To our knowledge, this is the first case of Takotsubo-like myocardial dysfunction in a patient with botulism; however, we believe that this condition has likely also been observed previously in studies on autonomic dysfunction due to botulism (3). Autonomic failure due to botulism had been considered to account for some cases of sudden infant death syndrome (4) as well as arrhythmias and electrocardiographic changes in adults (5). In our case, we hypothesized that the suppression of acetylcholine release in the peripheral ganglia and postganglionic parasympathetic nerves by the botulinum toxins strengthened the postganglionic sympathetic nerve effects, which has norepinephrine as the primary transmitter.

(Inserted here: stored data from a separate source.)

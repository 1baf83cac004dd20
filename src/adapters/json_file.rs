use super::{parse_candidates, AdapterObject, Scrape};
use crate::error::{IngestError, Result};
use crate::types::{City, RawCandidate};
use async_trait::async_trait;
use std::path::PathBuf;
use tracing::{info, instrument};

/// Reads candidates that an out-of-process scraper dumped to a JSON file.
pub struct JsonFileAdapter {
    id: String,
    path: PathBuf,
}

impl JsonFileAdapter {
    pub fn new(id: impl Into<String>, path: impl Into<PathBuf>) -> Self {
        Self {
            id: id.into(),
            path: path.into(),
        }
    }
}

#[async_trait]
impl Scrape for JsonFileAdapter {
    #[instrument(skip(self), fields(adapter = %self.id))]
    async fn scrape(&self, _city: City) -> Result<Vec<RawCandidate>> {
        let content = tokio::fs::read_to_string(&self.path).await.map_err(|e| {
            IngestError::adapter(&self.id, format!("failed to read {}: {}", self.path.display(), e))
        })?;
        let payload: serde_json::Value = serde_json::from_str(&content)?;
        let candidates = parse_candidates(payload, &self.id)?;
        info!("Read {} candidates from {}", candidates.len(), self.path.display());
        Ok(candidates)
    }
}

impl AdapterObject for JsonFileAdapter {
    fn as_scrape(&self) -> Option<&dyn Scrape> {
        Some(self)
    }
}

#[cfg(test)]
mod tests {
    use super::*;
    use serde_json::json;
    use tempfile::tempdir;

    #[tokio::test]
    async fn test_reads_candidates_from_file() {
        let dir = tempdir().unwrap();
        let path = dir.path().join("rom.json");
        std::fs::write(
            &path,
            json!([{"title": "After Dark", "dateText": "Jul 25"}]).to_string(),
        )
        .unwrap();

        let adapter = JsonFileAdapter::new("rom", &path);
        let candidates = adapter.scrape(City::Toronto).await.unwrap();
        assert_eq!(candidates.len(), 1);
        assert_eq!(candidates[0].date_text.as_deref(), Some("Jul 25"));
    }

    #[tokio::test]
    async fn test_missing_file_is_adapter_error() {
        let adapter = JsonFileAdapter::new("ghost", "/nonexistent/ghost.json");
        let err = adapter.scrape(City::Toronto).await.unwrap_err();
        assert!(matches!(err, IngestError::Adapter { .. }));
    }
}
pub mod adapters;
pub mod config;
pub mod constants;
pub mod error;
pub mod geocode;
pub mod logging;
pub mod metrics;
pub mod monitoring;
pub mod pipeline;
pub mod storage;
pub mod types;

pub use error::{IngestError, Result};
pub use pipeline::{ImportOrchestrator, ImportReport};
pub use types::City;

When a sympathetic surge occurs, contraction of the resistance vessel rapidly increases the cardiac afterload through α-receptor activation, and hypercontraction of the left ventricle increases mechanical wall stress in the apex through β-receptor activation, resulting in Takotsubo syndrome (2).

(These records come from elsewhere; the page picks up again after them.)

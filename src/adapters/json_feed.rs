use super::{parse_candidates, AdapterObject, ScrapeEvents};
use crate::error::{IngestError, Result};
use crate::types::{City, RawCandidate};
use async_trait::async_trait;
use tracing::{info, instrument};

const USER_AGENT: &str = concat!("event_ingest/", env!("CARGO_PKG_VERSION"));

/// Pulls candidates from an aggregator endpoint that already serves JSON.
pub struct JsonFeedAdapter {
    id: String,
    url: String,
    client: reqwest::Client,
}

impl JsonFeedAdapter {
    pub fn new(id: impl Into<String>, url: impl Into<String>, client: reqwest::Client) -> Self {
        Self {
            id: id.into(),
            url: url.into(),
            client,
        }
    }
}

#[async_trait]
impl ScrapeEvents for JsonFeedAdapter {
    #[instrument(skip(self), fields(adapter = %self.id))]
    async fn scrape_events(&self, city: City) -> Result<Vec<RawCandidate>> {
        info!("HTTP GET request to: {}", self.url);
        let resp = self
            .client
            .get(&self.url)
            .query(&[("city", city.name())])
            .header("User-Agent", USER_AGENT)
            .send()
            .await?;
        let status = resp.status();
        if !status.is_success() {
            return Err(IngestError::adapter(
                &self.id,
                format!("feed responded with status {}", status.as_u16()),
            ));
        }
        let payload: serde_json::Value = resp.json().await?;
        let candidates = parse_candidates(payload, &self.id)?;
        info!("Fetched {} candidates from feed", candidates.len());
        Ok(candidates)
    }
}

impl AdapterObject for JsonFeedAdapter {
    fn as_scrape_events(&self) -> Option<&dyn ScrapeEvents> {
        Some(self)
    }
}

Furthermore, both the severity of botulism and the cardiovascular disease history of the patient may have contributed to the patient's condition. First, BTXA is longer-acting than other botulinum toxins, particularly botulinum toxin type E (BTXE), which is a more common cause of food-borne botulism (6). Although both BTXA and BTXE degrade the same synaptosomal-associated protein, the protease activity of BTXA is stronger than that of BTXE and acts more rapidly and for longer in presynaptic neurons. Second, the EMG findings showed almost complete denervation of the neuromuscular junctions, suggesting that the patient may have been exposed to a large amount of BTXA (7). Lastly, the patient's medical history likely increased the vulnerability of his circulatory system to autonomic dysfunction. A recent study reported that severe autonomic failure is a significant predictor of mortality in patients undergoing aortic valve replacement and hypothesized that this stems from the abnormal activation of the autonomic cardiac reflex (8).

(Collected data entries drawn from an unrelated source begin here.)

use crate::adapters::registry::{AdapterRegistry, RegistryEntry};
use crate::adapters::{AdapterFailure, SourceAdapter};
use crate::config::ImportConfig;
use crate::error::{IngestError, Result};
use crate::geocode::{backfill_coordinates, RateLimitedGeocoder};
use crate::metrics::{
    ADAPTER_DURATION_SECONDS, ADAPTER_FAILURES_TOTAL, CANDIDATES_TOTAL, COMMIT_FAILURES_TOTAL,
    DEDUPED_TOTAL, IMPORTED_TOTAL, IMPORT_DURATION_SECONDS, REJECTED_TOTAL, UNDATED_TOTAL,
    UNRESOLVED_VENUES_TOTAL,
};
use crate::monitoring::{AdapterAlert, AdapterHealthMonitor};
use crate::pipeline::category::resolve_category;
use crate::pipeline::dates::DateNormalizer;
use crate::pipeline::dedup::{dedupe, dedupe_key};
use crate::pipeline::engagement::{restore, snapshot};
use crate::pipeline::validator::validate;
use crate::pipeline::venue::VenueTagger;
use crate::storage::{to_stored, EventStore};
use crate::types::{City, EventDate, NormalizedEvent, RawCandidate};
use chrono::NaiveDate;
use metrics::{counter, histogram};
use serde::Serialize;
use std::collections::BTreeMap;
use std::sync::atomic::{AtomicBool, Ordering};
use std::sync::{Arc, Mutex};
use std::time::{Duration, Instant};
use tokio::sync::Semaphore;
use tokio::task::JoinSet;
use tracing::{debug, error, info, instrument, warn};

/// Where a city import currently is.
#[derive(Debug, Clone, Copy, PartialEq, Eq, Serialize)]
pub enum ImportPhase {
    Idle,
    Fetching(usize),
    Validating,
    Normalizing,
    Tagging,
    Deduping,
    Merging,
    Committing,
}

#[derive(Debug, Clone, Copy, PartialEq, Eq)]
pub struct ImportOptions {
    pub adapter_timeout: Duration,
    pub max_concurrent_adapters: usize,
}

impl Default for ImportOptions {
    fn default() -> Self {
        Self::from(&ImportConfig::default())
    }
}

impl From<&ImportConfig> for ImportOptions {
    fn from(config: &ImportConfig) -> Self {
        Self {
            adapter_timeout: config.adapter_timeout(),
            max_concurrent_adapters: config.max_concurrent_adapters.max(1),
        }
    }
}

/// Outcome of one city import.
#[derive(Debug, Clone, Serialize)]
#[serde(rename_all = "camelCase")]
pub struct ImportReport {
    pub city: City,
    /// Records written by the commit; 0 when nothing was committed.
    pub imported: usize,
    /// Records collapsed into another record with the same dedupe key.
    pub deduped: usize,
    pub failed_adapters: Vec<String>,
    pub failure_reasons: BTreeMap<String, String>,
    pub candidates: usize,
    pub rejected: BTreeMap<&'static str, usize>,
    pub unresolved_venues: usize,
    pub undated: usize,
    pub restored_engagement: usize,
    pub geocoded: usize,
    pub committed: bool,
    pub cancelled: bool,
    #[serde(skip_serializing_if = "Option::is_none")]
    pub skipped_commit: Option<String>,
    pub alerts: Vec<AdapterAlert>,
    pub duration_ms: u64,
}

impl ImportReport {
    fn new(city: City) -> Self {
        Self {
            city,
            imported: 0,
            deduped: 0,
            failed_adapters: Vec::new(),
            failure_reasons: BTreeMap::new(),
            candidates: 0,
            rejected: BTreeMap::new(),
            unresolved_venues: 0,
            undated: 0,
            restored_engagement: 0,
            geocoded: 0,
            committed: false,
            cancelled: false,
            skipped_commit: None,
            alerts: Vec::new(),
            duration_ms: 0,
        }
    }

    pub fn rejected_total(&self) -> usize {
        self.rejected.values().sum()
    }
}

/// Candidates from one adapter, with the context needed to tag them.
struct AdapterBatch {
    adapter_id: String,
    tagger: VenueTagger,
    candidates: Vec<RawCandidate>,
}

/// Drives the adapters of a city through the pipeline and commits the result.
///
/// One import runs at a time per orchestrator. Cancellation is honoured
/// between adapters; a cancelled run commits nothing.
pub struct ImportOrchestrator {
    registry: AdapterRegistry,
    store: Arc<dyn EventStore>,
    geocoder: Option<Arc<RateLimitedGeocoder>>,
    monitor: Arc<AdapterHealthMonitor>,
    options: ImportOptions,
    today: Option<NaiveDate>,
    cancel: Arc<AtomicBool>,
    phase: Mutex<ImportPhase>,
    run_lock: tokio::sync::Mutex<()>,
}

A preclinical study recently showed the retrograde transport of BTXA to upstream neurons (9). Furthermore, patients with cervical dystonia treated with BTXA reported autonomic symptoms, and a quantitative investigation revealed mild subclinical abnormalities in autonomic cardiovascular regulation and cardiopulmonary baroreflex sensitivity in healthy adults (10). We herein report autonomic dysfunction as a major complication of BTXA, particularly in patients with a medical history of cardiovascular disease.

The authors state that they have no Conflict of Interest (COI).